INFORMATION GIVEN.
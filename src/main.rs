//! Skyrim Compile Helper - command line entry point.
//!
//! `sch <solution> [configuration]` compiles one configuration of a saved solution and,
//! when every script compiled, deploys the build into Mod Organizer.
//!
//! # Execution Flow
//!
//! 1. Load `settings.yaml` from `SCH Data/` (with `SCH_*` environment overrides)
//! 2. Initialize logging → logs/sch.<date>
//! 3. Create a tokio runtime that runs the compiler processes
//! 4. Load the solution and build the [`CompileJob`](skyrim_compile_helper::CompileJob)
//!    for the requested (or selected) configuration
//! 5. Clean the output folders and run the [`CompileOrchestrator`]
//! 6. Deploy on success; exit with status 1 if any file failed
//!
//! `sch --pull-assets <solution>` instead copies the solution's Mod Organizer mod folder
//! back into its `src` folder and exits.
//!
//! Ctrl+C cancels the run: running compilers are killed and unclaimed files are
//! reported as not attempted.

use anyhow::{Context, Result, bail};
use skyrim_compile_helper::logging::{TracingLogSink, setup_logging_with_console};
use skyrim_compile_helper::services::{PapyrusCompiler, deploy};
use skyrim_compile_helper::{APP_NAME, CompileOrchestrator, ConfigManager, VERSION};
use std::process::ExitCode;
use std::sync::Arc;

const CONFIG_DIR: &str = "SCH Data";

fn main() -> Result<ExitCode> {
    let mut args = std::env::args().skip(1).peekable();
    let pull_assets = args.next_if(|arg| arg == "--pull-assets").is_some();
    let Some(solution_name) = args.next() else {
        eprintln!("Usage: sch <solution> [configuration]");
        eprintln!("       sch --pull-assets <solution>");
        return Ok(ExitCode::from(2));
    };
    let configuration = args.next();

    let config_manager = ConfigManager::new(CONFIG_DIR)?;
    let settings = config_manager.load_settings()?;

    let _log_guard = setup_logging_with_console("logs", "sch", settings.debug_mode, true)?;
    tracing::info!("Starting {} v{}", APP_NAME, VERSION);

    let solution = config_manager
        .load_solution(&solution_name)
        .with_context(|| format!("Unknown solution {}", solution_name))?;

    if pull_assets {
        deploy::pull_assets(&solution, &settings)?;
        return Ok(ExitCode::SUCCESS);
    }

    if !settings.is_skyrim_configured() {
        bail!("SkyrimPath is not set in {}/settings.yaml", CONFIG_DIR);
    }

    let configuration = match configuration {
        Some(name) => name,
        None => solution.selected()?.name.clone(),
    };
    let job = solution.compile_job(&configuration, &settings)?;

    let runtime = tokio::runtime::Builder::new_multi_thread()
        .enable_all()
        .worker_threads(2)
        .thread_name("sch-io")
        .build()?;

    let orchestrator = Arc::new(CompileOrchestrator::new(
        Arc::new(PapyrusCompiler::new(runtime.handle().clone())),
        Arc::new(TracingLogSink),
    ));

    {
        let orchestrator = orchestrator.clone();
        runtime.spawn(async move {
            if tokio::signal::ctrl_c().await.is_ok() {
                tracing::warn!("Ctrl+C received - cancelling compilation...");
                orchestrator.request_cancel();
            }
        });
    }

    if settings.is_mod_organizer_configured() {
        deploy::clean_output_folders(&solution, &configuration, &settings)?;
    } else {
        std::fs::create_dir_all(&job.output_folder)
            .with_context(|| format!("Failed to create {}", job.output_folder))?;
    }

    tracing::info!(
        "Compiling {} ({}) from {}",
        solution.name,
        configuration,
        job.target
    );
    let report = orchestrator.run(&job)?;

    let exit_code = if report.failed > 0 || report.cancelled {
        tracing::error!("Compilation failed: {}", report.summary());
        ExitCode::FAILURE
    } else {
        if settings.is_mod_organizer_configured() {
            deploy::deploy_build(&solution, &configuration, &settings)?;
        } else {
            tracing::warn!("ModOrganizerPath is not set, skipping deployment");
        }
        ExitCode::SUCCESS
    };

    runtime.shutdown_timeout(std::time::Duration::from_secs(5));
    tracing::info!("Done");

    Ok(exit_code)
}
//! Data models for compile jobs, their results and the persisted configuration.
//!
//! - [`CompileJob`]: One compilation request: compiler location, target, flags, folders and switches
//! - [`CompilationReport`]: Aggregate result of a run, built from per-file [`CompilationOutcome`]s
//! - [`Settings`]: Install locations and limits loaded from `settings.yaml`
//! - [`Solution`]: A mod project with named [`CompileConfiguration`]s

pub mod job;
pub mod report;
pub mod settings;
pub mod solution;

pub use job::{AssemblyMode, CompileJob, CompileJobBuilder};
pub use report::{CompilationOutcome, CompilationReport, Diagnostic};
pub use settings::Settings;
pub use solution::{CompileConfiguration, Solution, SolutionError};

WHAT THIS TASK INVOLVES. The material above should be given again in full, exactly.

SOLUTION FOR THIS PROBLEM.
filename src/main.rs
//! Skyrim Compile Helper - command line entry point.
//!
//! `sch <solution> [configuration]` compiles one configuration of a saved solution and,
//! when every script compiled, deploys the build into Mod Organizer.
//!
//! # Execution Flow
//!
//! 1. Load `settings.yaml` from `SCH Data/` (with `SCH_*` environment overrides)
//! 2. Initialize logging → logs/sch.<date>
//! 3. Create a tokio runtime that runs the compiler processes
//! 4. Load the solution and build the [`CompileJob`](skyrim_compile_helper::CompileJob)
//!    for the requested (or selected) configuration
//! 5. Clean the output folders and run the [`CompileOrchestrator`]
//! 6. Deploy on success; exit with status 1 if any file failed
//!
//! `sch --pull-assets <solution>` instead copies the solution's Mod Organizer mod folder
//! back into its `src` folder and exits.
//!
//! Ctrl+C cancels the run: running compilers are killed and unclaimed files are
//! reported as not attempted.

use anyhow::{Context, Result, bail};
use skyrim_compile_helper::logging::{TracingLogSink, setup_logging_with_console};
use skyrim_compile_helper::services::{PapyrusCompiler, deploy};
use skyrim_compile_helper::{APP_NAME, CompileOrchestrator, ConfigManager, VERSION};
use std::process::ExitCode;
use std::sync::Arc;

const CONFIG_DIR: &str = "SCH Data";

fn main() -> Result<ExitCode> {
    let mut args = std::env::args().skip(1).peekable();
    let pull_assets = args.next_if(|arg| arg == "--pull-assets").is_some();
    let Some(solution_name) = args.next() else {
        eprintln!("Usage: sch <solution> [configuration]");
        eprintln!("       sch --pull-assets <solution>");
        return Ok(ExitCode::from(2));
    };
    let configuration = args.next();

    let config_manager = ConfigManager::new(CONFIG_DIR)?;
    let settings = config_manager.load_settings()?;

    let _log_guard = setup_logging_with_console("logs", "sch", settings.debug_mode, true)?;
    tracing::info!("Starting {} v{}", APP_NAME, VERSION);

    let solution = config_manager
        .load_solution(&solution_name)
        .with_context(|| format!("Unknown solution {}", solution_name))?;

    if pull_assets {
        deploy::pull_assets(&solution, &settings)?;
        return Ok(ExitCode::SUCCESS);
    }

    if !settings.is_skyrim_configured() {
        bail!("SkyrimPath is not set in {}/settings.yaml", CONFIG_DIR);
    }

    let configuration = match configuration {
        Some(name) => name,
        None => solution.selected()?.name.clone(),
    };
    let job = solution.compile_job(&configuration, &settings)?;

    let runtime = tokio::runtime::Builder::new_multi_thread()
        .enable_all()
        .worker_threads(2)
        .thread_name("sch-io")
        .build()?;

    let orchestrator = Arc::new(CompileOrchestrator::new(
        Arc::new(PapyrusCompiler::new(runtime.handle().clone())),
        Arc::new(TracingLogSink),
    ));

    {
        let orchestrator = orchestrator.clone();
        runtime.spawn(async move {
            if tokio::signal::ctrl_c().await.is_ok() {
                tracing::warn!("Ctrl+C received - cancelling compilation...");
                orchestrator.request_cancel();
            }
        });
    }

    if settings.is_mod_organizer_configured() {
        deploy::clean_output_folders(&solution, &configuration, &settings)?;
    } else {
        std::fs::create_dir_all(&job.output_folder)
            .with_context(|| format!("Failed to create {}", job.output_folder))?;
    }

    tracing::info!(
        "Compiling {} ({}) from {}",
        solution.name,
        configuration,
        job.target
    );
    let report = orchestrator.run(&job)?;

    let exit_code = if report.failed > 0 || report.cancelled {
        tracing::error!("Compilation failed: {}", report.summary());
        ExitCode::FAILURE
    } else {
        if settings.is_mod_organizer_configured() {
            deploy::deploy_build(&solution, &configuration, &settings)?;
        } else {
            tracing::warn!("ModOrganizerPath is not set, skipping deployment");
        }
        ExitCode::SUCCESS
    };

    runtime.shutdown_timeout(std::time::Duration::from_secs(5));
    tracing::info!("Done");

    Ok(exit_code)
}
//! Data models for compile jobs, their results and the persisted configuration.
//!
//! - [`CompileJob`]: One compilation request: compiler location, target, flags, folders and switches
//! - [`CompilationReport`]: Aggregate result of a run, built from per-file [`CompilationOutcome`]s
//! - [`Settings`]: Install locations and limits loaded from `settings.yaml`
//! - [`Solution`]: A mod project with named [`CompileConfiguration`]s

pub mod job;
pub mod report;
pub mod settings;
pub mod solution;

pub use job::{AssemblyMode, CompileJob, CompileJobBuilder};
pub use report::{CompilationOutcome, CompilationReport, Diagnostic};
pub use settings::Settings;
pub use solution::{CompileConfiguration, Solution, SolutionError};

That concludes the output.